June 22, 2012 — A multidisciplinary research team at Massachusetts Institute of Technology (MIT) and the Universidad Autónoma de Madrid in Spain developed a new mathematical approach to simulating the electronic behavior of noncrystalline materials, with applications in organic light-emitting diodes (OLEDs), flexible printable organic (FPO) electronic circuits, and solar cells.

This mathematical technique, free convolution (a form of free probability applied to random matrices), has not previously been applied in physics or chemistry. It uses approximations rather than exact solutions, yet the resulting predictions match the actual electronic properties of noncrystalline materials with great precision.

The method takes a matrix problem that is too complex to solve easily by traditional mathematical methods and “approximates it with a combination of two matrices whose properties can be calculated easily,” without the complex calculations that would be required to solve the original problem, explained Jiahao Chen, a postdoc in MIT’s Department of Chemistry.

Simulating materials that lack an orderly crystal structure with random-matrix theory allows researchers to couple disorder in a material with its effect on electrical properties, Chen said. Typically, figuring out the electronic properties of materials from first principles requires calculating certain properties of matrices. The numbers in the matrix represent the energies of electrons and the interactions between electrons, which arise from the way molecules are arranged in the material.

To determine how physical changes, such as shifting temperatures or adding impurities, will affect such materials would normally require varying each number in the matrix, and then calculating how this changes the properties of the matrix. With disordered materials, where the values of the numbers in the matrix are not precisely known, this is a very difficult mathematical problem to solve.

Random-matrix theory’s probability distribution makes it possible to translate basic information about the amount of disorder in the molecular structure of a material into a prediction of its electrical properties.

While mathematicians have used such methods in the abstract, “to our knowledge, this is the first application of this theory to chemistry,” Chen says. The team also investigated why free convolution was so accurate, which led to new mathematical discoveries in free probability theory. The method derived for estimating the amount of deviation between the precise calculation and the approximation is new, Chen says, “driven by our questions” for the mathematicians on the team.

“Our results are a promising first step toward highly accurate solutions of much more sophisticated models,” Chen says. Ultimately, an extension of such methods could lead to “reducing the overall cost of computational modeling of next-generation solar materials and devices. There is a lot of interest in how organic semiconductors can be used to make solar cells” as a possible lower-cost alternative to silicon solar cells, Chen says. In some types of these devices, “all the molecules, instead of being perfectly ordered, are all jumbled up.”

The research is reported in the journal *Physical Review Letters*, to be published June 29.

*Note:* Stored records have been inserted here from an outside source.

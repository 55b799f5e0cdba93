//! Zip-packed packages.
//!
//! Archives are reopened for every lookup; nothing is cached between calls.

use std::fs::{self, File};
use std::io::{self, BufReader, Read};
use std::path::Path;

use tempfile::TempDir;
use tracing::{debug, warn};
use zip::ZipArchive;
use zip::result::ZipError;

use crate::error::{Error, Result};
use crate::resource::{ResolvedPath, ResourcePath};

/// Prefix for temporary extraction directories.
const EXTRACT_PREFIX: &str = "file-factory-";

/// Join a member prefix and path segments into a zip member name.
pub(super) fn join_entry<I, S>(prefix: &str, segments: I) -> String
where
    I: IntoIterator<Item = S>,
    S: AsRef<str>,
{
    let mut entry = prefix.to_string();
    for segment in segments {
        if !entry.is_empty() {
            entry.push('/');
        }
        entry.push_str(segment.as_ref());
    }
    entry
}

fn open(archive: &Path) -> Result<ZipArchive<BufReader<File>>> {
    let file = File::open(archive).map_err(|e| Error::io(archive, e))?;
    ZipArchive::new(BufReader::new(file)).map_err(|e| Error::archive(archive, e))
}

/// Whether any member lives below directory `entry`.
pub(super) fn has_dir(archive: &Path, entry: &str) -> Result<bool> {
    if entry.is_empty() {
        return Ok(true);
    }
    let dir = format!("{entry}/");
    Ok(open(archive)?.file_names().any(|name| name.starts_with(&dir)))
}

/// Whether `entry` exists as a file or directory member.
pub(super) fn has_entry(archive: &Path, entry: &str) -> Result<bool> {
    let dir = format!("{entry}/");
    Ok(open(archive)?
        .file_names()
        .any(|name| name == entry || name.starts_with(&dir)))
}

/// Extract member `entry` (a file, or a directory with everything below it)
/// into a new temporary directory as `name`.
///
/// Returns `None` when the archive has no such member.
pub(super) fn extract(
    archive: &Path,
    entry: &str,
    name: &str,
    extract_dir: Option<&Path>,
) -> Result<Option<ResolvedPath>> {
    let mut zip = open(archive)?;

    match zip.by_name(entry) {
        Ok(mut file) if !file.is_dir() => {
            let temp = temp_dir(extract_dir)?;
            let dest = temp.path().join(name);
            write_member(&mut file, &dest)?;
            debug!(archive = %archive.display(), entry, dest = %dest.display(), "extracted resource");
            return Ok(Some(ResolvedPath::extracted(dest, temp)));
        }
        Ok(_) | Err(ZipError::FileNotFound) => {}
        Err(e) => return Err(Error::archive(archive, e)),
    }

    let dir = format!("{entry}/");
    let members: Vec<String> = zip
        .file_names()
        .filter(|member| member.starts_with(&dir))
        .map(str::to_string)
        .collect();
    if members.is_empty() {
        return Ok(None);
    }

    let temp = temp_dir(extract_dir)?;
    let dest_root = temp.path().join(name);
    fs::create_dir_all(&dest_root).map_err(|e| Error::io(&dest_root, e))?;

    for member in &members {
        let relative = &member[dir.len()..];
        if relative.is_empty() {
            continue;
        }
        let Ok(relative) = ResourcePath::parse(relative) else {
            warn!(archive = %archive.display(), member = %member, "skipping archive member outside its directory");
            continue;
        };

        let dest = relative.to_path(&dest_root);
        let mut file = zip.by_name(member).map_err(|e| Error::archive(archive, e))?;
        if file.is_dir() {
            fs::create_dir_all(&dest).map_err(|e| Error::io(&dest, e))?;
        } else {
            write_member(&mut file, &dest)?;
        }
    }

    debug!(
        archive = %archive.display(),
        entry,
        members = members.len(),
        dest = %dest_root.display(),
        "extracted resource directory"
    );
    Ok(Some(ResolvedPath::extracted(dest_root, temp)))
}

fn temp_dir(extract_dir: Option<&Path>) -> Result<TempDir> {
    let mut builder = tempfile::Builder::new();
    builder.prefix(EXTRACT_PREFIX);
    match extract_dir {
        Some(dir) => builder.tempdir_in(dir).map_err(|e| Error::io(dir, e)),
        None => builder.tempdir().map_err(|e| Error::io(std::env::temp_dir(), e)),
    }
}

fn write_member<R: Read + ?Sized>(member: &mut R, dest: &Path) -> Result<()> {
    if let Some(parent) = dest.parent() {
        fs::create_dir_all(parent).map_err(|e| Error::io(parent, e))?;
    }
    let mut out = File::create(dest).map_err(|e| Error::io(dest, e))?;
    io::copy(member, &mut out).map_err(|e| Error::io(dest, e))?;
    Ok(())
}
//! Encoding label lookup.

use encoding_rs::{Decoder, Encoding, UTF_16LE, UTF_8};

use crate::error::{Error, Result};

/// What a label decodes with.
#[derive(Debug, Clone, Copy, PartialEq, Eq)]
pub(crate) enum Codec {
    /// A WHATWG encoding, decoded by `encoding_rs`.
    Whatwg(&'static Encoding),
    /// ISO-8859-1: byte `N` is `U+00NN`.
    Latin1,
    /// 7-bit ASCII; any byte above `0x7F` is malformed.
    Ascii,
}

/// How a leading byte order mark is treated.
#[derive(Debug, Clone, Copy, PartialEq, Eq)]
pub(crate) enum Bom {
    /// Decode it like any other character.
    Keep,
    /// Drop a UTF-8 BOM (`utf-8-sig`).
    Strip,
    /// Pick the byte order from the BOM and drop it (`utf-16`).
    Sniff,
}

/// A text encoding as used by text handles.
#[derive(Debug, Clone, Copy, PartialEq, Eq)]
pub struct TextEncoding {
    pub(crate) codec: Codec,
    pub(crate) bom: Bom,
}

impl TextEncoding {
    const fn plain(codec: Codec) -> Self {
        Self {
            codec,
            bom: Bom::Keep,
        }
    }

    /// Canonical name of the encoding.
    pub fn name(&self) -> &'static str {
        match self.codec {
            Codec::Whatwg(encoding) => encoding.name(),
            Codec::Latin1 => "ISO-8859-1",
            Codec::Ascii => "ASCII",
        }
    }

    /// A fresh `encoding_rs` decoder, or `None` for the byte-wise codecs.
    pub(crate) fn decoder(&self) -> Option<Decoder> {
        let Codec::Whatwg(encoding) = self.codec else {
            return None;
        };
        Some(match self.bom {
            Bom::Keep => encoding.new_decoder_without_bom_handling(),
            Bom::Strip => encoding.new_decoder_with_bom_removal(),
            Bom::Sniff => encoding.new_decoder(),
        })
    }
}

/// Look up an encoding by label.
///
/// WHATWG labels (`utf-8`, `utf-16le`, `shift_jis`, `windows-1252`, ...)
/// are accepted, plus the common spellings `utf_8`, `utf8` and `utf-8-sig`.
/// `latin-1`/`iso-8859-1` decode every byte to the code point of the same
/// value, `ascii` rejects bytes above `0x7F`, and a bare `utf-16` reads the
/// byte order from the BOM (little-endian without one).
pub fn lookup_encoding(label: &str) -> Result<TextEncoding> {
    let lowered = label.trim().to_ascii_lowercase();
    let normalized = lowered.replace('_', "-");

    let encoding = match normalized.as_str() {
        "utf-8-sig" | "utf8-sig" => TextEncoding {
            codec: Codec::Whatwg(UTF_8),
            bom: Bom::Strip,
        },
        "utf-16" | "utf16" => TextEncoding {
            codec: Codec::Whatwg(UTF_16LE),
            bom: Bom::Sniff,
        },
        "latin-1" | "latin1" | "latin" | "l1" | "iso-8859-1" | "iso8859-1" | "8859" | "cp819" => {
            TextEncoding::plain(Codec::Latin1)
        }
        "ascii" | "us-ascii" | "646" => TextEncoding::plain(Codec::Ascii),
        _ => Encoding::for_label(lowered.as_bytes())
            .or_else(|| Encoding::for_label(normalized.as_bytes()))
            .map(|encoding| TextEncoding::plain(Codec::Whatwg(encoding)))
            .ok_or_else(|| Error::UnknownEncoding(label.to_string()))?,
    };
    Ok(encoding)
}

The team included Chen, MIT associate professor of chemistry Troy Van Voorhis, chemistry graduate students Eric Hontz and Matthew Welborn and postdoc Jeremy Moix, MIT mathematics professor Alan Edelman and graduate student Ramis Movassagh, and computer scientist Alberto Suárez of the Universidad Autónoma de Madrid.

The work was funded by a grant from the National Science Foundation aimed specifically at fostering interdisciplinary research.